Les mains tremblantes, il reposa la lettre. [...]
Son regard tomba alors sur le vase bleu posé devant lui sur le bureau. Il était vide, vide pour la première fois depuis des années le jour de son anniversaire. Un frisson de peur le parcouru : il lui sembla qu'une porte invisible s'était soudain ouverte et qu'un courant d'air froid venu d'un autre monde s'engouffrait dans l'espace paisible où il se trouvait. Il sentit une mort; il sentit un amour immortel : quelque chose se mit en mouvement au plus profond de son âme, et il se mit à penser à l'Invisible, abstraitement et avec passion, comme à une musique lointaine.    

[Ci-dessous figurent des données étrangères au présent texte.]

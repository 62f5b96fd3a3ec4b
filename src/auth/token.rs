use chrono::{DateTime, Duration, Utc};
use jsonwebtoken::errors::ErrorKind;
use jsonwebtoken::{decode, encode, Algorithm, DecodingKey, EncodingKey, Header, Validation};
use serde::{Deserialize, Serialize};

use crate::auth::AuthError;

/// Identity carried by a session token.
#[derive(Debug, Clone, PartialEq, Eq, Serialize, Deserialize)]
pub struct Claims {
    pub email: String,
    pub user_id: String,
}

#[derive(Debug, thiserror::Error)]
pub enum IssueError {
    #[error("session expiry is past the representable date range")]
    ExpiryOverflow,

    #[error("failed to sign session token: {0}")]
    Sign(#[from] jsonwebtoken::errors::Error),
}

/// Wire form of [`Claims`] with issue and expiry times (Unix seconds).
#[derive(Debug, Serialize, Deserialize)]
struct TokenClaims {
    email: String,
    user_id: String,
    iat: i64,
    exp: i64,
}

/// Signs and verifies HS256 session tokens with a server-held secret.
///
/// The payload is only encoded, not encrypted, so it must never carry
/// anything beyond the identity's email and id.
#[derive(Clone)]
pub struct SessionCodec {
    encoding: EncodingKey,
    decoding: DecodingKey,
    validation: Validation,
    ttl: Duration,
}

impl SessionCodec {
    pub fn new(secret: &str, ttl: Duration) -> Self {
        let mut validation = Validation::new(Algorithm::HS256);
        validation.leeway = 0;
        validation.set_required_spec_claims(&["exp"]);

        Self {
            encoding: EncodingKey::from_secret(secret.as_bytes()),
            decoding: DecodingKey::from_secret(secret.as_bytes()),
            validation,
            ttl,
        }
    }

    pub fn ttl(&self) -> Duration {
        self.ttl
    }

    pub fn issue(&self, claims: &Claims) -> Result<String, IssueError> {
        self.issue_at(claims, Utc::now())
    }

    pub(crate) fn issue_at(
        &self,
        claims: &Claims,
        issued_at: DateTime<Utc>,
    ) -> Result<String, IssueError> {
        let expires_at = issued_at
            .checked_add_signed(self.ttl)
            .ok_or(IssueError::ExpiryOverflow)?;
        let wire = TokenClaims {
            email: claims.email.clone(),
            user_id: claims.user_id.clone(),
            iat: issued_at.timestamp(),
            exp: expires_at.timestamp(),
        };
        Ok(encode(&Header::new(Algorithm::HS256), &wire, &self.encoding)?)
    }

    pub fn verify(&self, token: &str) -> Result<Claims, AuthError> {
        let data = decode::<TokenClaims>(token, &self.decoding, &self.validation).map_err(
            |e| match e.kind() {
                ErrorKind::InvalidSignature => AuthError::BadSignature,
                ErrorKind::ExpiredSignature => AuthError::Expired,
                _ => AuthError::Malformed,
            },
        )?;

        Ok(Claims {
            email: data.claims.email,
            user_id: data.claims.user_id,
        })
    }
}
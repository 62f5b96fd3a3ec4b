use thiserror::Error;

#[derive(Debug, Error)]
pub enum HashError {
    #[error("bcrypt error: {0}")]
    Bcrypt(#[from] bcrypt::BcryptError),

    #[error("hashing task failed: {0}")]
    Join(#[from] tokio::task::JoinError),
}

/// Salted one-way password hashing (bcrypt) with a configurable work factor.
#[derive(Debug, Clone, Copy)]
pub struct PasswordHasher {
    cost: u32,
}

impl PasswordHasher {
    pub fn new(cost: u32) -> Self {
        Self { cost }
    }

    /// Hash with a fresh random salt. The result embeds salt and cost.
    pub fn hash(&self, plaintext: &str) -> Result<String, HashError> {
        Ok(bcrypt::hash(plaintext, self.cost)?)
    }

    /// Constant-time check of `plaintext` against a stored hash. A malformed
    /// stored hash is a failed verification, not an error.
    pub fn verify(&self, plaintext: &str, stored_hash: &str) -> bool {
        bcrypt::verify(plaintext, stored_hash).unwrap_or(false)
    }

    /// [`PasswordHasher::hash`] on the blocking pool.
    pub async fn hash_blocking(&self, plaintext: String) -> Result<String, HashError> {
        let hasher = *self;
        tokio::task::spawn_blocking(move || hasher.hash(&plaintext)).await?
    }

    /// [`PasswordHasher::verify`] on the blocking pool.
    pub async fn verify_blocking(
        &self,
        plaintext: String,
        stored_hash: String,
    ) -> Result<bool, HashError> {
        let hasher = *self;
        Ok(tokio::task::spawn_blocking(move || hasher.verify(&plaintext, &stored_hash)).await?)
    }
}
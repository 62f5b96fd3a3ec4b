use serde::Deserialize;

use crate::auth::{AuthError, Claims};
use crate::db::models::{NewUser, User};
use crate::error::{AppError, AppResult};
use crate::state::AppState;

#[derive(Debug, Clone, Deserialize)]
pub struct Registration {
    pub name: String,
    pub username: String,
    pub email: String,
    pub password: String,
    pub age: i64,
}

#[derive(Debug, Clone, Deserialize)]
pub struct Credentials {
    pub email: String,
    pub password: String,
}

/// Create an identity and open a session for it.
/// The password is hashed before the user row exists, and the token is only
/// issued once the row is stored.
pub async fn register(state: &AppState, form: Registration) -> AppResult<(User, String)> {
    if state.users.find_by_email(&form.email)?.is_some() {
        return Err(AppError::AlreadyRegistered);
    }

    let password_hash = state.hasher.hash_blocking(form.password).await?;

    let user = state.users.insert(NewUser {
        username: form.username,
        name: form.name,
        age: form.age,
        email: form.email,
        password_hash,
    })?;

    let token = issue_for(state, &user)?;
    tracing::info!("Registered user {}", user.id);
    Ok((user, token))
}

/// Check a password and issue a fresh session token.
pub async fn login(state: &AppState, credentials: Credentials) -> AppResult<String> {
    let user = state
        .users
        .find_by_email(&credentials.email)?
        .ok_or(AuthError::NotFound)?;

    let matches = state
        .hasher
        .verify_blocking(credentials.password, user.password_hash.clone())
        .await?;
    if !matches {
        return Err(AuthError::BadCredentials.into());
    }

    let token = issue_for(state, &user)?;
    tracing::info!("User {} logged in", user.id);
    Ok(token)
}

fn issue_for(state: &AppState, user: &User) -> AppResult<String> {
    let claims = Claims {
        email: user.email.clone(),
        user_id: user.id.clone(),
    };
    state
        .tokens
        .issue(&claims)
        .map_err(|e| AppError::Internal(format!("Failed to issue session token: {}", e)))
}
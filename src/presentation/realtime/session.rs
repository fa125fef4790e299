//! Per-socket session bookkeeping.

use std::time::{Duration, Instant};

use uuid::Uuid;

/// Liveness state for one socket task.
#[derive(Debug)]
pub struct SessionState {
    pub connection_id: Uuid,
    pub user_id: Uuid,
    last_seen: Instant,
}

impl SessionState {
    pub fn new(connection_id: Uuid, user_id: Uuid) -> Self {
        Self {
            connection_id,
            user_id,
            last_seen: Instant::now(),
        }
    }

    /// Record client traffic.
    pub fn touch(&mut self) {
        self.last_seen = Instant::now();
    }

    /// Whether the client has shown signs of life within `timeout`.
    pub fn is_alive(&self, timeout: Duration) -> bool {
        self.last_seen.elapsed() < timeout
    }
}

#[cfg(test)]
mod tests {
    use super::*;

    #[test]
    fn test_fresh_session_is_alive() {
        let session = SessionState::new(Uuid::new_v4(), Uuid::now_v7());
        assert!(session.is_alive(Duration::from_secs(60)));
    }

    #[test]
    fn test_session_expires_without_traffic() {
        let session = SessionState::new(Uuid::new_v4(), Uuid::now_v7());
        assert!(!session.is_alive(Duration::ZERO));
    }

    #[test]
    fn test_touch_resets_the_clock() {
        let mut session = SessionState::new(Uuid::new_v4(), Uuid::now_v7());
        std::thread::sleep(Duration::from_millis(5));
        session.touch();
        assert!(session.is_alive(Duration::from_millis(5)));
    }
}
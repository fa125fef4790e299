//! Operational endpoint tests
//!
//! Exercises the public endpoints through the real router.

mod common;

use axum::http::StatusCode;
use common::TestApp;

#[tokio::test]
async fn health_check_returns_healthy() {
    let app = TestApp::new();

    let response = app.get("/health").await;

    assert_eq!(response.status(), StatusCode::OK);
    let body = axum::body::to_bytes(response.into_body(), 1024 * 1024)
        .await
        .unwrap();
    let json: serde_json::Value = serde_json::from_slice(&body).unwrap();
    assert_eq!(json["status"], "healthy");
    assert!(json["version"].is_string());
}

#[tokio::test]
async fn liveness_probe_is_alive() {
    let app = TestApp::new();

    let response = app.get("/health/live").await;

    assert_eq!(response.status(), StatusCode::OK);
}

#[tokio::test]
async fn metrics_endpoint_serves_prometheus_text() {
    let app = TestApp::new();

    let response = app.get("/metrics").await;

    assert_eq!(response.status(), StatusCode::OK);
    let body = axum::body::to_bytes(response.into_body(), 1024 * 1024)
        .await
        .unwrap();
    let text = String::from_utf8(body.to_vec()).unwrap();
    assert!(text.contains("feed_server"));
}

#[tokio::test]
async fn protected_route_rejects_missing_token() {
    let app = TestApp::new();

    let response = app.get("/api/v1/users/@me").await;

    assert_eq!(response.status(), StatusCode::UNAUTHORIZED);
}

Stefan Zweig, in Lettre d’une inconnue, traduction par Mathilde Lefebvre, Bibliothèque de la Pléiade, volume I. 


Notice 

"Un écrivain déjà connu reçoit une très longue lettre d'une femme inconnue [...], une mère dont le jeune garçon vient de mourir d'une grippe impitoyable, elle-même en train de succomber à cette maladie en refusant d'y résister. Il y apprend que cet enfant est de lui et découvre la passion amoureuse qui a dévoré l'existence de cette femme depuis qu'elle a treize ans [...] quand elle habitait à Vienne, dans le même immeuble que lui, sur le même palier.  Plusieurs fois portée à l'écran, cette nouvelle est sans doute l'une des plus célèbres de Zweig. Elle est en particulier réputée pour son caractère manifestement autobiographique. [...] L'histoire rapportée évoque très indirectement la façon dont Zweig fit la connaissance de son épouse Friderike, en recevant une lettre d'une femme qu'il ne connaissait pas... Zweig s'y livre enfin en apparence à un portrait sans complaisance de lui-même, où beaucoup l'ont reconnu. La question de l'enfant en particulier y joue un rôle à plusieurs entrées. On sait qu'il n'en voulait pas. Et il ne semble pas qu'on lui en ait connu.
[...] La seule référence historique réelle est assez allusive : la pandémie grippale de 1918-1920, qui entre autres victimes emporta une fille de Freud, le sociologue Max Weber et le peintre Egon Schiele, peut être évoquée par la mort de l'enfant et la contamination fatale de la mère. 
[...]
Tout se joue dans le sémantisme double du verbe allemand sans cesse répété, erkennen, constamment utilisé dans le registre négatif par la femme qui écrit la lettre, et qui signifie à la fois "connaître", au sens gnoséologique du terme, et "reconnaître quelqu'un ou quelque chose que l'on a connu dans le passé". Le double sens du verbe est le pivot de la relation entre l'homme et la femme il ne la reconnaît jamais, parce qu'il ne l'a jamais vraiment "connue", mais seulement rencontrée et superficiellement consommée dans l'instant "esthétique", tandis qu'elle le connaît physiquement et psychologiquement dans la durée et en profondeur, par-delà son égoïsme de jouisseur compulsif. Cette inégalité fondamentale est le ressort de leur relation, et Zweig suggère très habilement à la fin de la nouvelle que la seule personne qui reconnaisse l'inconnue (die Unbekannte) est - tel celui d'Ulysse - le serviteur de l'homme de lettres : comme si la non-connaissance était un aspect ou un facteur essentiel de la domination sociale. [...] Ici, même en cet instant de révélation, l'homme persiste encore dans sa posture d'esthète pensant les choses dans des métaphores, que rien ne lie et qui n'est lié à rien, sinon à l'universelle condition de mortel.
Mais il se passe quelque chose malgré tout. La dernière phrase de la nouvelle est exceptionnelle puissance poétique. L'Invisible demeure l'invisible, celle que l'homme n'a pas reconnue, qui n'a toujours pas de visage dans sa mémoire, et dont il vient de lire l'adieu, le dernier signe de vie. [...]


La nouvelle de Stefan Zweig a été adaptée à sept reprises au cinéma [...]. La dernière adaptation, en 2004 par la réalisatrice chinoise Junglei Xu."